BANI NON LAGNARTI. Nessuno sconto, nessuna riduzione di pena. Neppure un piccolo riconoscimento della buona volontà e della collaborazione nelle indagini doping. Il Tribunale Nazionale Antidoping del Coni ha respinto l'istanza di sospensione fatta da Eugenio Bani, il corridore junior trovato positivo alla gonadotropina corionica (un ormone che stimola la produzione di testosterone, l’ormone della forza) ai campionati italiani di categoria nel giugno scorso. Il giovane atleta, dunque, dovrà scontare per intero i 21 mesi inflittigli nel primo giudizio. Molte le polemiche, soprattutto da parte dell’entourage del ragazzo, che si è detto scandalizzato. Schieratissimi dalla parte di Bani, patron Ivano Fanini e anche il collega di Repubblica Eugenio Capodacqua. Opinioni. La mia è semplice semplice. Il ragazzo ha sbagliato ed è giusto che paghi. E se è vero che si è realmente pentito, accetti serenamente qualsiasi responso. Il pentimento di convenienza non mi piace neanche un po’. Ma poi siamo davvero sicuri che due anni di squalifica siano tanti per un ragazzo di 19 anni? Se fosse per me istituirei una gradualità delle pene in base all’età del corridore. Più sei giovane, più stai fermo. Quindi, caro Bani, dai retta a me, ti è andata bene. E se sei davvero pentito di quanto hai fatto, fai in modo che noi lo si possa credere fino in fondo. Come? Magari cominciando a non lagnarti più.

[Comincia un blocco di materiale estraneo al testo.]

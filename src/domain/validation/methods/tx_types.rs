//! Transaction type names accepted by `tx_type` filters

use std::sync::LazyLock;

pub const TRANSACTION_TYPES: &[&str] = &[
    "Payment",
    "EscrowCreate",
    "EscrowFinish",
    "AccountSet",
    "EscrowCancel",
    "SetRegularKey",
    "OfferCreate",
    "OfferCancel",
    "TicketCreate",
    "SignerListSet",
    "PaymentChannelCreate",
    "PaymentChannelFund",
    "PaymentChannelClaim",
    "CheckCreate",
    "CheckCash",
    "CheckCancel",
    "DepositPreauth",
    "TrustSet",
    "AccountDelete",
    "NFTokenMint",
    "NFTokenBurn",
    "NFTokenCreateOffer",
    "NFTokenCancelOffer",
    "NFTokenAcceptOffer",
    "Clawback",
    "AMMCreate",
    "AMMDeposit",
    "AMMWithdraw",
    "AMMVote",
    "AMMBid",
    "AMMDelete",
    "XChainCreateClaimID",
    "XChainCommit",
    "XChainClaim",
    "XChainAccountCreateCommit",
    "XChainAddClaimAttestation",
    "XChainAddAccountCreateAttestation",
    "XChainModifyBridge",
    "XChainCreateBridge",
    "DIDSet",
    "DIDDelete",
    "EnableAmendment",
    "SetFee",
    "UNLModify",
];

/// Lower-cased names, matched after a `to_lower` step
pub static TRANSACTION_TYPES_LOWERCASE: LazyLock<Vec<String>> =
    LazyLock::new(|| TRANSACTION_TYPES.iter().map(|name| name.to_lowercase()).collect());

COME DARGLI TORTO? Tappa di Rossano Veneto, anno del Signore 2005, i carabinieri dei Nas sequestrano alla Lotto di Robbie McEwen l’Antitrainer, strumento che simula l’allenamento in quota, vietato in Italia, perfettamente regolare però per Uci e Wada. Tappa al Monte Bondone, il Giro d’Italia edizione 2006, viene “disturbato” dallo scandalo Operacion Puerto che scoppia in Spagna. Arrestato il team manager della Liberty Seguros Manolo Saiz, molte voci e tante preoccupazioni cominciano a serpeggiare anche in seno alla carovana rosa. Anno 2007, il Giro incomincia in pieno scandalo Operacion Puerto e con la confessione del 7 di maggio di Ivan Basso. Durante la corsa rosa arrivano anche le ammissioni di colpa di Erik Zabel e Bjarne Riis. Viene riaperta l’inchiesta Oil for Drug (quella del dottor Santuccione): tra i sospettati Danilo Di Luca ed Eddy Mazzoleni. Finito il Giro, vengono trovati positivi Petacchi, Piepoli e Mayo. Per non farci mancare nulla, c’è anche la pipì degli angeli a tenere banco: esami troppo puliti che destano sospetto. Nel mirino Di Luca, Mazzoleni, Riccò e Simoni. Giro del 2008, poco dopo la corsa rosa, vengono trovati positivi al Cera Riccò (al Tour) e Sella (controllo a sorpresa fuori competizione), due dei grandi protagonisti della corsa rosa appena terminata: secondo il modenese, maglia verde il vicentino. Giro 2009, passano poche settimane e Di Luca viene trovato positivo al Cera. Aveva chiuso la corsa rosa al secondo posto. Ce n’è abbastanza per non scandalizzarsi di fronte alle parole pronunciate qualche giorno fa in una convention da Angelo Zomegnan, gran patron della corsa rosa dal 2005. «Al Giro 2010 ci saranno corridori in quarantena. In passato abbiamo concesso fiducia ad atleti che il tempo ci ha detto non essersi ravveduti. Questo ci insegna che chi viene al Giro deve superare un ragionevole periodo di tempo». Dopo tutto quello che è successo in questi ultimi cinque anni, come dargli torto?